“A insustentável leveza do ser”, Milan Kundera


Considerado um dos melhores romances do século XX,   A insustentável leveza do ser mistura amor, sexo, política, história, tragédia, ambientados em Praga e Zurique em plena Segunda Guerra Mundial. Tudo isso contado de duas maneiras: um narrador- observador e um narrador- personagem,  duas perspectivas dos mesmos fatos sentidos de forma diferente.

Milan Kundera é checo naturalizado francês, vive em Paris desde 1975. Nasceu no Dia da Mentira (1º de abril) em 1929. (foto: papelenblanco.com)

Eu gostei mais da forma do que do conteúdo. Os personagens masculinos exageradamente sexuais, me provocaram um pouco de repulsa. Se bem que se for verdade que os homens pensam em sexo pelo menos treze vezes por dia… kundera conseguiu o seu objetivo.

A insustentável leveza do ser também me provocou em diversos momentos um certo estranhamento. O personagem de Tereza é difícil de entender, nao sabemos bem se ela vive seus pesadelos, se são reais ou imaginação. O mais fácil de entender é Karenine, sua cadela.

O tema do Comunismo também está muito presente no livro, e é narrado como uma coisa muito negativa, como não poderia deixar de ser na época em que retratou o escritor: o comunismo fascista de Stalin, que implantou o terror na União Soviética.

A palavra “kitsch” provavelmente foi popularizada por causa de Kundera que usa e dissemina o termo em vários momentos do livro.
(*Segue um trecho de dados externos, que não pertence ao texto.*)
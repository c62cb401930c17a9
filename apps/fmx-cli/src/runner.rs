//! Settings-driven runs of the built-in models.

use fmx_core::{InterfaceType, ValueReference};
use fmx_model::{
    BouncingBall, Causality, Dummy, Model, ModelInstance, TracingLogger, VariableTable,
};
use fmx_sim::{InputSignals, Recorder, SimOutcome, run_co_simulation, run_model_exchange};

use crate::error::{CliError, CliResult};
use crate::settings::{ModelKind, Settings};

/// Recorded samples and the run summary.
pub struct RunReport {
    pub outcome: SimOutcome,
    pub recorder: Recorder,
}

pub fn variables_of(kind: ModelKind) -> &'static VariableTable {
    match kind {
        ModelKind::Dummy => Dummy::variables(),
        ModelKind::BouncingBall => BouncingBall::variables(),
    }
}

pub fn run(settings: &Settings) -> CliResult<RunReport> {
    match settings.model {
        ModelKind::Dummy => {
            let model = if settings.reference_aliasing {
                Dummy::with_reference_aliasing()
            } else {
                Dummy::default()
            };
            run_model(settings, model)
        }
        ModelKind::BouncingBall => run_model(settings, BouncingBall::default()),
    }
}

/// Names recorded when the settings list none: every output.
fn default_outputs(table: &VariableTable) -> Vec<String> {
    table
        .iter()
        .filter(|var| var.causality == Causality::Output)
        .map(|var| var.name.to_string())
        .collect()
}

fn resolve(table: &VariableTable, name: &str) -> CliResult<ValueReference> {
    table
        .by_name(name)
        .map(|var| var.vr)
        .ok_or_else(|| CliError::UnknownVariable {
            name: name.to_string(),
        })
}

fn run_model<M: Model>(settings: &Settings, model: M) -> CliResult<RunReport> {
    let table = M::variables();
    let mut inst = ModelInstance::with_model(
        settings.instance_name.as_str(),
        settings.interface,
        model,
        TracingLogger,
    )?;

    for (name, &value) in &settings.start_values {
        let vr = resolve(table, name)?;
        inst.set_float64(&[vr], &[value])?;
    }

    let inputs = match &settings.input_signals {
        Some(signals) => Some(InputSignals::from_names(table, &signals.names, &signals.data)?),
        None => None,
    };

    let names = if settings.output.is_empty() {
        default_outputs(table)
    } else {
        settings.output.clone()
    };
    let mut recorder = Recorder::new(table, &names)?;

    let opts = settings.sim_options();
    tracing::info!(
        model = M::CONFIG.identifier,
        interface = %settings.interface,
        start = opts.start_time,
        stop = opts.stop_time.unwrap_or(M::CONFIG.default_stop_time),
        "starting run"
    );

    let outcome = match settings.interface {
        InterfaceType::ModelExchange => {
            run_model_exchange(&mut inst, &opts, inputs.as_ref(), &mut recorder)?
        }
        InterfaceType::CoSimulation => {
            run_co_simulation(&mut inst, &opts, inputs.as_ref(), &mut recorder)?
        }
    };
    tracing::info!(
        steps = outcome.steps,
        events = outcome.events,
        final_time = outcome.final_time,
        terminated = outcome.terminated,
        "run finished"
    );

    Ok(RunReport { outcome, recorder })
}
//! End-to-end runs of the model-exchange and co-simulation drivers.

use fmx_core::{Capabilities, FmuError, FmuResult, InterfaceType, ModelConfig, ValueReference};
use fmx_model::variables::{Causality, Variability, Variable, VariableTable};
use fmx_model::{
    BouncingBall, Dummy, EventUpdate, Float64Sink, Float64Source, HostState, MemoryLogger, Model,
    ModelInstance,
};
use fmx_sim::{
    InputSignals, IntegratorType, Recorder, SimError, SimOptions, run_co_simulation,
    run_model_exchange,
};

/// Schedules one time event at 0.5 s and asks to terminate when it fires.
#[derive(Clone, Debug, Default)]
struct Alarm {
    fired: u32,
}

static ALARM_VARIABLES: VariableTable = VariableTable::new(&[
    Variable::float64(0, "time", Causality::Independent, Variability::Continuous),
    Variable::float64(1, "fired", Causality::Output, Variability::Discrete),
]);

impl Model for Alarm {
    const CONFIG: ModelConfig = ModelConfig {
        identifier: "Alarm",
        instantiation_token: "{alarm}",
        fixed_solver_step: 1e-3,
        default_stop_time: 10.0,
        nx: 0,
        nz: 0,
        capabilities: Capabilities::all(),
    };

    fn variables() -> &'static VariableTable {
        &ALARM_VARIABLES
    }

    fn set_start_values(&mut self) {
        self.fired = 0;
    }

    fn get_float64(
        &self,
        host: &HostState,
        vr: ValueReference,
        out: &mut Float64Sink<'_>,
    ) -> FmuResult<()> {
        match vr.get() {
            0 => out.push(host.time()),
            1 => out.push(f64::from(self.fired)),
            _ => Err(FmuError::GetNotAllowed { vr }),
        }
    }

    fn set_float64(&mut self, vr: ValueReference, _input: &mut Float64Source<'_>) -> FmuResult<()> {
        Err(FmuError::UnexpectedReference { vr })
    }

    fn event_update(&mut self, host: &HostState) -> EventUpdate {
        if host.time() >= 0.5 {
            self.fired += 1;
            EventUpdate {
                terminate: true,
                ..EventUpdate::default()
            }
        } else {
            EventUpdate {
                next_event_time: Some(0.5),
                ..EventUpdate::default()
            }
        }
    }
}

fn instance<M: Model + Default>(interface: InterfaceType) -> ModelInstance<M> {
    ModelInstance::with_model("test", interface, M::default(), MemoryLogger::new()).unwrap()
}

#[test]
fn model_exchange_ball_bounces() {
    let mut inst = instance::<BouncingBall>(InterfaceType::ModelExchange);
    let mut rec = Recorder::new(BouncingBall::variables(), &["h", "v"]).unwrap();
    let opts = SimOptions {
        stop_time: Some(1.0),
        step_size: 1e-3,
        integrator: IntegratorType::RK4,
        ..SimOptions::default()
    };

    let outcome = run_model_exchange(&mut inst, &opts, None, &mut rec).unwrap();

    assert!(!outcome.terminated);
    assert!(outcome.events >= 1, "expected at least one bounce");
    assert!((outcome.final_time - 1.0).abs() < 1e-9);
    assert_eq!(rec.t[0], 0.0);
    assert_eq!(rec.len(), outcome.steps + 1);

    let h = rec.column("h").unwrap();
    assert_eq!(h[0], 1.0);
    assert!(h.iter().all(|&h| h > -0.05), "ball must not sink through the floor");
    assert_eq!(inst.mode(), fmx_model::Mode::Terminated);
}

#[test]
fn model_exchange_euler_and_rk4_agree_before_impact() {
    let run = |integrator| {
        let mut inst = instance::<BouncingBall>(InterfaceType::ModelExchange);
        let mut rec = Recorder::new(BouncingBall::variables(), &["h"]).unwrap();
        let opts = SimOptions {
            stop_time: Some(0.3),
            step_size: 1e-3,
            integrator,
            ..SimOptions::default()
        };
        run_model_exchange(&mut inst, &opts, None, &mut rec).unwrap();
        *rec.column("h").unwrap().last().unwrap()
    };

    let exact = 1.0 - 0.5 * 9.81 * 0.3 * 0.3;
    assert!((run(IntegratorType::RK4) - exact).abs() < 1e-9);
    assert!((run(IntegratorType::ForwardEuler) - exact).abs() < 1e-2);
}

#[test]
fn model_exchange_time_event_terminates() {
    let mut inst = instance::<Alarm>(InterfaceType::ModelExchange);
    let mut rec = Recorder::new(Alarm::variables(), &["fired"]).unwrap();
    let opts = SimOptions {
        step_size: 0.1,
        ..SimOptions::default()
    };

    let outcome = run_model_exchange(&mut inst, &opts, None, &mut rec).unwrap();

    assert!(outcome.terminated);
    assert_eq!(outcome.events, 1);
    assert!((outcome.final_time - 0.5).abs() < 1e-12);
    assert_eq!(inst.model().fired, 1);
    assert_eq!(*rec.column("fired").unwrap().last().unwrap(), 1.0);
}

#[test]
fn co_simulation_time_event_terminates() {
    let mut inst = instance::<Alarm>(InterfaceType::CoSimulation);
    let mut rec = Recorder::new(Alarm::variables(), &["fired"]).unwrap();
    let opts = SimOptions {
        step_size: 0.2,
        ..SimOptions::default()
    };

    let outcome = run_co_simulation(&mut inst, &opts, None, &mut rec).unwrap();

    assert!(outcome.terminated);
    assert!((outcome.final_time - 0.5).abs() < 1e-9);
    assert_eq!(inst.model().fired, 1);
}

#[test]
fn co_simulation_dummy_follows_inputs() {
    let mut inst = instance::<Dummy>(InterfaceType::CoSimulation);
    let inputs = InputSignals::from_names(
        Dummy::variables(),
        &["read_data"],
        &[vec![0.0, 1.0], vec![0.5, 2.0]],
    )
    .unwrap();
    let mut rec = Recorder::new(Dummy::variables(), &["read_data", "increment"]).unwrap();
    let opts = SimOptions {
        stop_time: Some(1.0),
        step_size: 0.1,
        ..SimOptions::default()
    };

    let outcome = run_co_simulation(&mut inst, &opts, Some(&inputs), &mut rec).unwrap();

    assert_eq!(outcome.steps, 10);
    assert!(!outcome.terminated);
    let read = rec.column("read_data").unwrap();
    assert_eq!(read.first(), Some(&1.0));
    assert_eq!(read.last(), Some(&2.0));
    assert!(rec.column("increment").unwrap().iter().all(|&v| v == 1.0));
}

#[test]
fn model_exchange_dummy_is_static() {
    let mut inst = instance::<Dummy>(InterfaceType::ModelExchange);
    let mut rec = Recorder::new(Dummy::variables(), &["write_data"]).unwrap();
    let opts = SimOptions {
        stop_time: Some(0.05),
        step_size: 0.01,
        record_every: 2,
        ..SimOptions::default()
    };

    let outcome = run_model_exchange(&mut inst, &opts, None, &mut rec).unwrap();

    assert_eq!(outcome.events, 0);
    // initial, steps 2 and 4, final
    assert_eq!(rec.len(), 4);
    assert!(rec.column("write_data").unwrap().iter().all(|&v| v == 0.0));
}

#[test]
fn unknown_input_name_rejected() {
    let err = InputSignals::from_names(Dummy::variables(), &["nope"], &[]).unwrap_err();
    assert!(matches!(err, SimError::UnknownVariable { .. }));
}

#[test]
fn model_errors_surface_as_sim_errors() {
    let mut inst = instance::<Dummy>(InterfaceType::CoSimulation);
    // time is read-only, so applying it as an input fails inside the run
    let inputs = InputSignals::from_names(Dummy::variables(), &["time"], &[vec![0.0, 1.0]]).unwrap();
    let mut rec = Recorder::new(Dummy::variables(), &["read_data"]).unwrap();

    let err = run_co_simulation(&mut inst, &SimOptions::default(), Some(&inputs), &mut rec)
        .unwrap_err();
    assert!(matches!(err, SimError::Model(FmuError::ReadOnly { .. })));
}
Destaco um trecho que serve para o Brasil nesse momento, em época eleitoral: ” O ‘kitsch’ é o ideal estético de todos os políticos, de todos os partidos e de todos os movimentos políticos”(p. 286) são bregas, fora de moda?

O livro foi adaptado ao cinema por Philip Kaufman, aqui podemos ver um trecho:

O romance é rico em referências, principalmente filosóficas. O autor cita Parmenides, Nietzsche, Heráclito, Platao…e ainda Sthendal, Beethoven, Tolstói, Sófocles. Um autor culto e bem documentado.

O peso pode ser positivo e a leveza, negativa. A dualidade de Parmenides, peso negativo e leveza positiva, é contradita no livro de Kundera. Tomas, Teresa, Sabina e Franz experimentaram as duas vertentes do peso e as duas vertentes da leveza. A liberdade pode ser ruim, o compromisso pode ser bom e vice- versa. De tudo, eu fico com a primeira página do livro que cita o “eterno retorno” de Nietzsche, e com o título, que são geniais.